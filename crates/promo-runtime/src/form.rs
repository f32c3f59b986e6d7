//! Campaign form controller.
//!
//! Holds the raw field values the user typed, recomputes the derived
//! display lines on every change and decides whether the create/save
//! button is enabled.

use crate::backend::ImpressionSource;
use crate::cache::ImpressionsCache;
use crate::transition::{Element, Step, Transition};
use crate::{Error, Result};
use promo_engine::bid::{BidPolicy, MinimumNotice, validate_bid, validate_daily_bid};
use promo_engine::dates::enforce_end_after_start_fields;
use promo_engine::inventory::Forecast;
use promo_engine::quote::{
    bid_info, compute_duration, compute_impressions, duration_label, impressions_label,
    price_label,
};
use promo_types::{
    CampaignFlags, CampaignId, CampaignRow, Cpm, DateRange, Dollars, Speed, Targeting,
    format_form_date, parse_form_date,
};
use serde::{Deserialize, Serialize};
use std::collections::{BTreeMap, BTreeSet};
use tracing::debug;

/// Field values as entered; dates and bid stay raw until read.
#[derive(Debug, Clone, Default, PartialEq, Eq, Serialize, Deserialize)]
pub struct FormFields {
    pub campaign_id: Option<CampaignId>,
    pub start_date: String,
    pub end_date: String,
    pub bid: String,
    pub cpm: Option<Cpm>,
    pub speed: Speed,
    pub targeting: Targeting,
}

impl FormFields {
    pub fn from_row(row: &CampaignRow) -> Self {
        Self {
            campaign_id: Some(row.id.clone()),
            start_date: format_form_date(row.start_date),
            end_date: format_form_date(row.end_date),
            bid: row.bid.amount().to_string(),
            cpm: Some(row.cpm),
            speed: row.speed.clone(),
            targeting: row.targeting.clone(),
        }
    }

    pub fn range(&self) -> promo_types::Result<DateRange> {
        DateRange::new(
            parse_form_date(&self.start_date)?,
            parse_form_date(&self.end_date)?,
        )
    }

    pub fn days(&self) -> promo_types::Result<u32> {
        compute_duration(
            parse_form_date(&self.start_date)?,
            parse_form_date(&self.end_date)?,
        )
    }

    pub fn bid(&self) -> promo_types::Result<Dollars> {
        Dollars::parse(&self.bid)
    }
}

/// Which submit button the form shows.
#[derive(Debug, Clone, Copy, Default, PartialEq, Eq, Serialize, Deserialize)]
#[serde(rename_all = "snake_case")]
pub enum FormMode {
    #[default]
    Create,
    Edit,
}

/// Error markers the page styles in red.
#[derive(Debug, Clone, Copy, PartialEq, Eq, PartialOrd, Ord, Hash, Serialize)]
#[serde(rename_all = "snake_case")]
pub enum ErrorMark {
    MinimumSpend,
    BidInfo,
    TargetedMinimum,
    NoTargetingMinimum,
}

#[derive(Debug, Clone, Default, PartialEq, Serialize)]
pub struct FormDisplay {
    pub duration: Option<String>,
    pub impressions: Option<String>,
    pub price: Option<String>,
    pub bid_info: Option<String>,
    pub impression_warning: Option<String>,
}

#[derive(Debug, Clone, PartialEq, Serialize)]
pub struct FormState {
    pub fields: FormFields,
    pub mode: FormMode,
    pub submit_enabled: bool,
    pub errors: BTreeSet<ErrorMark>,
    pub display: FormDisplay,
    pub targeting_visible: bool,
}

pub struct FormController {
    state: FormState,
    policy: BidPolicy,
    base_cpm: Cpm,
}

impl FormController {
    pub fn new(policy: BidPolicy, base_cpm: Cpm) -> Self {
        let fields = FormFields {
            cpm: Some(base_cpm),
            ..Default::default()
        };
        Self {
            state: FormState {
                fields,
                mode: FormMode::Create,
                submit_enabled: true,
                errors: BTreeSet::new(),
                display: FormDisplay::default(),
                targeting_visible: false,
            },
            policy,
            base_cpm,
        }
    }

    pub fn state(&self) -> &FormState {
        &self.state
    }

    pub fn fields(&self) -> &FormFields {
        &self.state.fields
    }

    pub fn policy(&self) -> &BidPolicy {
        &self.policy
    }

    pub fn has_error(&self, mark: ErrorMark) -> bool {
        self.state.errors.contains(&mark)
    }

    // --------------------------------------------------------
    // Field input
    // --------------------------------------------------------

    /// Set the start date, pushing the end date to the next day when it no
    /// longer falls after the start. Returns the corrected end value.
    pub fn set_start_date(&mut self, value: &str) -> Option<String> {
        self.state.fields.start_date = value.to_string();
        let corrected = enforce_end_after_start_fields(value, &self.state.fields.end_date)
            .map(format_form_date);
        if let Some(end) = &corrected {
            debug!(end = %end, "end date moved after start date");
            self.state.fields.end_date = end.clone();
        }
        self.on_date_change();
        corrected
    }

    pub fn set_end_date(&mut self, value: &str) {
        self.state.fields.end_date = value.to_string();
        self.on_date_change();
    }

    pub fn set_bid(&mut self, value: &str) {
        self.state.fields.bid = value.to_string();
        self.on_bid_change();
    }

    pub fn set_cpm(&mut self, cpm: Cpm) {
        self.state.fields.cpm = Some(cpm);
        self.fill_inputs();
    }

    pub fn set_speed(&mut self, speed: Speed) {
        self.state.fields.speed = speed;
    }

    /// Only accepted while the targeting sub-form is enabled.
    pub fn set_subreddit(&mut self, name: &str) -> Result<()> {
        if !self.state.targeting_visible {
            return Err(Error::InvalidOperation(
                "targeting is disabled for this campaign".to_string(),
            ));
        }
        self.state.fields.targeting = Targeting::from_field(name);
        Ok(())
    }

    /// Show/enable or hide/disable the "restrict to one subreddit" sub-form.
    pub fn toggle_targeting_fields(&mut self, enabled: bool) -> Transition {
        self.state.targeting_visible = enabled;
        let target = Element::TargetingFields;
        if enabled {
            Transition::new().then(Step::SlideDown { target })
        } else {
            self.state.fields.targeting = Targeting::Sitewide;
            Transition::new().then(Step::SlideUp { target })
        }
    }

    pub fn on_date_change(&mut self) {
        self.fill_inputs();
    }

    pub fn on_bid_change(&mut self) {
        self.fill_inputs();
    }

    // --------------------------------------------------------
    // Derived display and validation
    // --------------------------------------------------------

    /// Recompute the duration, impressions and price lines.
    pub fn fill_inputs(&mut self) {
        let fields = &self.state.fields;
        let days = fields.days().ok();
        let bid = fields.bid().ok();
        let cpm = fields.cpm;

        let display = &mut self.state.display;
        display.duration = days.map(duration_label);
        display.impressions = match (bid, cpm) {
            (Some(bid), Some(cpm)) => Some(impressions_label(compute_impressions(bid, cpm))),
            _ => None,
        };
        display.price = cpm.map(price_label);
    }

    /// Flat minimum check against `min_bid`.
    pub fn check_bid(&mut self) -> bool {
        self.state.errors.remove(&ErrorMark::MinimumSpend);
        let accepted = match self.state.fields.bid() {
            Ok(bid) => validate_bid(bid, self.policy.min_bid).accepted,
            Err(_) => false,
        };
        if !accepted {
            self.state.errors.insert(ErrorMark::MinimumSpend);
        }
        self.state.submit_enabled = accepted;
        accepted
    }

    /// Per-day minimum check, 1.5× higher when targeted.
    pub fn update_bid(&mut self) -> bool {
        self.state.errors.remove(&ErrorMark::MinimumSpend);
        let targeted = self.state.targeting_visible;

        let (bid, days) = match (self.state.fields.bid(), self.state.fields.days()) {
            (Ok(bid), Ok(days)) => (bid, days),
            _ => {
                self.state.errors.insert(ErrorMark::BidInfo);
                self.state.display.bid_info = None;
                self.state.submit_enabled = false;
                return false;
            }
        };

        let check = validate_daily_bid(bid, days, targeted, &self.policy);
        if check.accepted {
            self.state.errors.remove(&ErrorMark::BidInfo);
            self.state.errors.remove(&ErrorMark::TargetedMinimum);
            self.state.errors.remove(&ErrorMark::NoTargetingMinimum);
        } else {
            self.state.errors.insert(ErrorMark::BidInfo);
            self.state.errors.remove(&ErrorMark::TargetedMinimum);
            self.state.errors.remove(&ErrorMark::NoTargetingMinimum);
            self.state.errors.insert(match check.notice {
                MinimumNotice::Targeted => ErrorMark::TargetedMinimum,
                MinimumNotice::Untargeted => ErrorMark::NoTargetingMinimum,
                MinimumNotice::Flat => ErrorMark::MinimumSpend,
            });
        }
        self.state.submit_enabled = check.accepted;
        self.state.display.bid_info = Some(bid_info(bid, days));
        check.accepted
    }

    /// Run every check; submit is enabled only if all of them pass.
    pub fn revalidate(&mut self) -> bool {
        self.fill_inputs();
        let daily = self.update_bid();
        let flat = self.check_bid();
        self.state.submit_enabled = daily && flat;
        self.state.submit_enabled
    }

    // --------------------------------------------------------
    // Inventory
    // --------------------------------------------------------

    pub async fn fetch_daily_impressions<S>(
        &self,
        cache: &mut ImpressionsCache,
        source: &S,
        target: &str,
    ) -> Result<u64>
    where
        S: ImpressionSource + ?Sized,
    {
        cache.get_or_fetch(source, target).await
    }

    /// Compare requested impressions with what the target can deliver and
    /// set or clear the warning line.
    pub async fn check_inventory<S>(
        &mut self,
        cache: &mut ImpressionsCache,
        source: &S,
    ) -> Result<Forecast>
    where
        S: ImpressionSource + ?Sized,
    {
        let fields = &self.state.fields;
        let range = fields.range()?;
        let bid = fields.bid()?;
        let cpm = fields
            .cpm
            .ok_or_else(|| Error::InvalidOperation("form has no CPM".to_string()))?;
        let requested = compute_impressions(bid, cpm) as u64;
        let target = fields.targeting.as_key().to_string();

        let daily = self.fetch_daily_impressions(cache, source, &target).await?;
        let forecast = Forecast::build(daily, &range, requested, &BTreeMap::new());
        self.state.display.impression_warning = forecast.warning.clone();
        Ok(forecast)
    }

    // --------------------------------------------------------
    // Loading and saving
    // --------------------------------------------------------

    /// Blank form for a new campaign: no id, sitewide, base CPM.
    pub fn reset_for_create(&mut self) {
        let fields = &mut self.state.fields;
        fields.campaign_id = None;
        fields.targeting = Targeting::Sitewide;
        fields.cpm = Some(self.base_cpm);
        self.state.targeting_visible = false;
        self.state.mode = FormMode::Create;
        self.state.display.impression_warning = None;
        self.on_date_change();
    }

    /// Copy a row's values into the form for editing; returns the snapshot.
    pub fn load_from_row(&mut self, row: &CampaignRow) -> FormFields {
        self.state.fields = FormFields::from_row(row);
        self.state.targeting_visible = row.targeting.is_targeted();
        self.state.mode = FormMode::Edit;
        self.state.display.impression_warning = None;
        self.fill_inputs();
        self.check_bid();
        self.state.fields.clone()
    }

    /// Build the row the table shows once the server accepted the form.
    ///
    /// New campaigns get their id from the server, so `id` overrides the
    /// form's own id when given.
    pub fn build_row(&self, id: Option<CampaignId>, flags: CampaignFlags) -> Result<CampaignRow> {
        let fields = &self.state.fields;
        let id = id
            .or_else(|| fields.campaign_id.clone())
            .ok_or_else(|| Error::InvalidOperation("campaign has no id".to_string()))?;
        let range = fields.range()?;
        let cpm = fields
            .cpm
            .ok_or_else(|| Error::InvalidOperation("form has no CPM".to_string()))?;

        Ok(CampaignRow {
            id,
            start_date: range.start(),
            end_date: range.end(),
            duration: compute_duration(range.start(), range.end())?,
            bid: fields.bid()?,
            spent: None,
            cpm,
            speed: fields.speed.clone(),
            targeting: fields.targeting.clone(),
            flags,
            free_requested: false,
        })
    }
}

□ □ □ □

PROBLEM STATEMENT → What you give back should be only the lines of the records above, starting at the line with "pub enum FormMode" and ending at the line with "#[derive(Debug, Clone, PartialEq, Serialize)]", restated word for word.

OUTPUT BELOW →
pub enum FormMode {
    #[default]
    Create,
    Edit,
}

/// Error markers the page styles in red.
#[derive(Debug, Clone, Copy, PartialEq, Eq, PartialOrd, Ord, Hash, Serialize)]
#[serde(rename_all = "snake_case")]
pub enum ErrorMark {
    MinimumSpend,
    BidInfo,
    TargetedMinimum,
    NoTargetingMinimum,
}

#[derive(Debug, Clone, Default, PartialEq, Serialize)]
pub struct FormDisplay {
    pub duration: Option<String>,
    pub impressions: Option<String>,
    pub price: Option<String>,
    pub bid_info: Option<String>,
    pub impression_warning: Option<String>,
}

#[derive(Debug, Clone, PartialEq, Serialize)]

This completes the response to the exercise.